START EXCERPTED RECORDS
//! Dataset catalog
//!
//! A catalog is a nested JSON object describing which datasets to load and
//! where they live. Objects become directories, strings become leaves:
//!
//! ```json
//! {
//!     "NonGeneColumns": "data/parent/NonGeneColumns.csv",
//!     "Coronal": {
//!         "Density": {
//!             "MASTER": "data/parent/NewDenCor.csv",
//!             "output_K1": "data/parent/output_K1.csv"
//!         }
//!     }
//! }
//! ```

use dataset_path::{join_path, DatasetPath};
use serde_json::{Map, Value};
use std::fs;
use std::io;
use std::path::Path;
use thiserror::Error;

/// Errors raised while reading a catalog
#[derive(Debug, Error)]
pub enum CatalogError {
    #[error("Failed to read catalog {path}: {source}")]
    Io {
        path: String,
        #[source]
        source: io::Error,
    },

    #[error("Failed to parse catalog: {0}")]
    Parse(#[from] serde_json::Error),

    #[error("Catalog root must be an object")]
    NotAnObject,

    #[error("Invalid catalog name {name:?} under {parent:?}")]
    InvalidName { parent: String, name: String },

    #[error("Catalog entry {path} must be a string or an object")]
    InvalidEntry { path: String },
}

/// One dataset listed in a catalog
#[derive(Debug, Clone, PartialEq, Eq)]
pub struct CatalogEntry {
    /// Cache path the dataset is stored under
    pub path: String,
    /// Where the dataset is loaded from
    pub location: String,
}

/// Flattened catalog, in document order
#[derive(Debug, Clone, Default, PartialEq, Eq)]
pub struct DatasetCatalog {
    entries: Vec<CatalogEntry>,
}

impl DatasetCatalog {
    /// Parses a catalog from JSON text
    pub fn from_json_str(text: &str) -> Result<Self, CatalogError> {
        let value: Value = serde_json::from_str(text)?;
        Self::from_value(&value)
    }

    /// Reads and parses a catalog file
    pub fn load(path: impl AsRef<Path>) -> Result<Self, CatalogError> {
        let path = path.as_ref();
        let text = fs::read_to_string(path).map_err(|source| CatalogError::Io {
            path: path.display().to_string(),
            source,
        })?;
        Self::from_json_str(&text)
    }

    /// Flattens a parsed JSON value
    pub fn from_value(value: &Value) -> Result<Self, CatalogError> {
        let Value::Object(root) = value else {
            return Err(CatalogError::NotAnObject);
        };

        let mut entries = Vec::new();
        flatten(root, &mut Vec::new(), &mut entries)?;
        Ok(Self { entries })
    }

    pub fn entries(&self) -> &[CatalogEntry] {
        &self.entries
    }

    pub fn len(&self) -> usize {
        self.entries.len()
    }

    pub fn is_empty(&self) -> bool {
        self.entries.is_empty()
    }
}

fn flatten(
    object: &Map<String, Value>,
    prefix: &mut Vec<String>,
    entries: &mut Vec<CatalogEntry>,
) -> Result<(), CatalogError> {
    for (name, value) in object {
        if !DatasetPath::is_valid_name(name) {
            return Err(CatalogError::InvalidName {
                parent: join_path(prefix.as_slice()),
                name: name.clone(),
            });
        }

        prefix.push(name.clone());
        match value {
            Value::Object(children) => flatten(children, prefix, entries)?,
            Value::String(location) => entries.push(CatalogEntry {
                path: join_path(prefix.as_slice()),
                location: location.clone(),
            }),
            _ => {
                return Err(CatalogError::InvalidEntry {
                    path: join_path(prefix.as_slice()),
                })
            }
        }
        prefix.pop();
    }
    Ok(())
}
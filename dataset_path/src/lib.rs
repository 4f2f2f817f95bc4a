//! # Dataset Paths
//!
//! Slash-delimited names for entries in the dataset cache.
//!
//! ## Rules
//!
//! - A path is one or more non-empty segments joined by `/`
//! - Leading and trailing slashes are ignored (`/Coronal/` == `Coronal`)
//! - `.` and `..` are not segments; there is no relative addressing
//! - There is no escaping: a `/` always separates segments, so a logical
//!   name can never contain one

pub mod path;

pub use path::{join_path, DatasetPath, PathError, SEPARATOR};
END EXCERPTED RECORDS
▸ EXERCISE INSTRUCTIONS:
Every line of the listing that includes "Failed" must be shown.

▸ ANSWER SPACE:
    #[error("Failed to read catalog {path}: {source}")]
    #[error("Failed to parse catalog: {0}")]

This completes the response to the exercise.